Первая сцена. Метро, час пик, по вагону ходит блядовито-упитая попрошайка: "Подайте евро, не больше. У тебя есть монетка? Вот дерьмо." Пассажиры привычно опускают глаза, не реагируют, лишь одна девушка смотрит заинтересованно в спину. Попрошайка возвращается, девушка улыбается неловко, говорит "У меня ничего нет" - и получает несколько пощечин. Когда она молча выскакивает на следующей остановке, Даниэль (Ромен Дюри) выбегает за ней:
- Всё в порядке?
- Да, ничего не случилось.
- Конечно, случилось! Ведь она выбрала вас, а не кого-то другого - пощечина была вам.
- Это ничего.
- Постойте! Почему вы? Это же не случайность!
Девушка убегает. Даниэль:
- Дура.
Затем - полтора часа необязательной и мутной истории Патриса Шеро о некоммуникабельности чувств. Даниэль любит трудоголичку Соню (Шарлотта Генсбур), она доступна ему физически, но не пускает внутрь. Непонятный мужик-сталкер (Жан-Юг Англад) регулярно проникает к нему в квартиру, говорит, что любит и т.п. - Даниэль не доступен ему физически, но в итоге раскрывается внутренне. Месиво из этих двух линий выглядит, как могло бы "Скрытое", снятое Оноре - курьёзно.

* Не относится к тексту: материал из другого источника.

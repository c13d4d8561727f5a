use std::sync::Arc;

use anyhow::Result;
use rumqttc::AsyncClient;
use tokio::{net::TcpListener, signal};
use tracing::{error, info};

use moisture_ingest::{
    api,
    bootstrap::{self, Running},
    config::Config,
    db::Store,
    dispatcher::Dispatcher,
    logging,
};

#[tokio::main]
async fn main() -> Result<()> {
    // Env vars may be set externally; a missing .env is fine.
    let _ = dotenvy::dotenv();

    let config = Config::from_env()?;
    logging::init(config.log_format);

    let Running {
        store,
        dispatcher,
        client,
        eventloop,
    } = bootstrap::start(&config).await?;
    info!("Moisture consumer started");

    spawn_reload_on_hangup(dispatcher.clone(), client.clone());

    tokio::select! {
        _ = dispatcher.run(&client, eventloop) => {}
        res = serve_dashboard(&config, store) => res?,
        _ = shutdown_signal() => {}
    }

    if let Err(e) = client.disconnect().await {
        error!(error = %e, "Failed to send MQTT disconnect");
    }
    info!("Moisture consumer stopped");
    Ok(())
}

/// Serve the read-only dashboard API, or wait forever when it is disabled.
async fn serve_dashboard(config: &Config, store: Store) -> Result<()> {
    if !config.dashboard_enabled {
        info!("Dashboard API disabled");
        return std::future::pending().await;
    }

    let addr = format!("{}:{}", config.server_host, config.server_port);
    let listener = TcpListener::bind(&addr).await?;
    info!(addr = %addr, "Dashboard API listening");
    axum::serve(listener, api::router(store)).await?;
    Ok(())
}

/// Reload the topic registry from the store on every SIGHUP.
#[cfg(unix)]
fn spawn_reload_on_hangup(dispatcher: Arc<Dispatcher>, client: AsyncClient) {
    use tokio::signal::unix::{signal, SignalKind};

    tokio::spawn(async move {
        let mut hangup = match signal(SignalKind::hangup()) {
            Ok(s) => s,
            Err(e) => {
                error!(error = %e, "Failed to install SIGHUP handler; registry reload disabled");
                return;
            }
        };
        while hangup.recv().await.is_some() {
            info!("SIGHUP received, reloading device registry");
            match dispatcher.reload(&client).await {
                Ok(diff) => info!(
                    added = diff.added.len(),
                    removed = diff.removed.len(),
                    "Device registry reloaded"
                ),
                Err(e) => error!(error = %e, "Registry reload failed; keeping previous snapshot"),
            }
        }
    });
}

#[cfg(not(unix))]
fn spawn_reload_on_hangup(_dispatcher: Arc<Dispatcher>, _client: AsyncClient) {}

async fn shutdown_signal() {
    let ctrl_c = async {
        if let Err(e) = signal::ctrl_c().await {
            error!(error = %e, "Failed to listen for Ctrl+C");
            std::future::pending::<()>().await;
        }
    };

    #[cfg(unix)]
    let terminate = async {
        match signal::unix::signal(signal::unix::SignalKind::terminate()) {
            Ok(mut s) => {
                s.recv().await;
            }
            Err(e) => {
                error!(error = %e, "Failed to install SIGTERM handler");
                std::future::pending::<()>().await;
            }
        }
    };

    #[cfg(not(unix))]
    let terminate = std::future::pending::<()>();

    tokio::select! {
        _ = ctrl_c => {},
        _ = terminate => {},
    }

    info!("Shutdown signal received");
}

Но есть что-то в этом фильме, что застревает комом, какой-то рывок в прежде не показанное, да и сейчас не особо сформулированное. Вроде бы, всё как у Бодрийара: они не живут, они лишь изображают жизнь - это такая усталость после оргии. Что если изображать жизнь тоже не хватает сил и люди свыклись с непреодолимым чувством одиночества: зачем рыпаться, если и так сойдёт?
После "Преследования" кажется, что западное общество придёт к полному Эквилибриуму без всяких таблеток, саморганизуется, сольётся в апофеозе толерантности. Быть живым, в общем-то, уже хуёво - можно нарваться на пару пощечин или на девку из "Антихриста".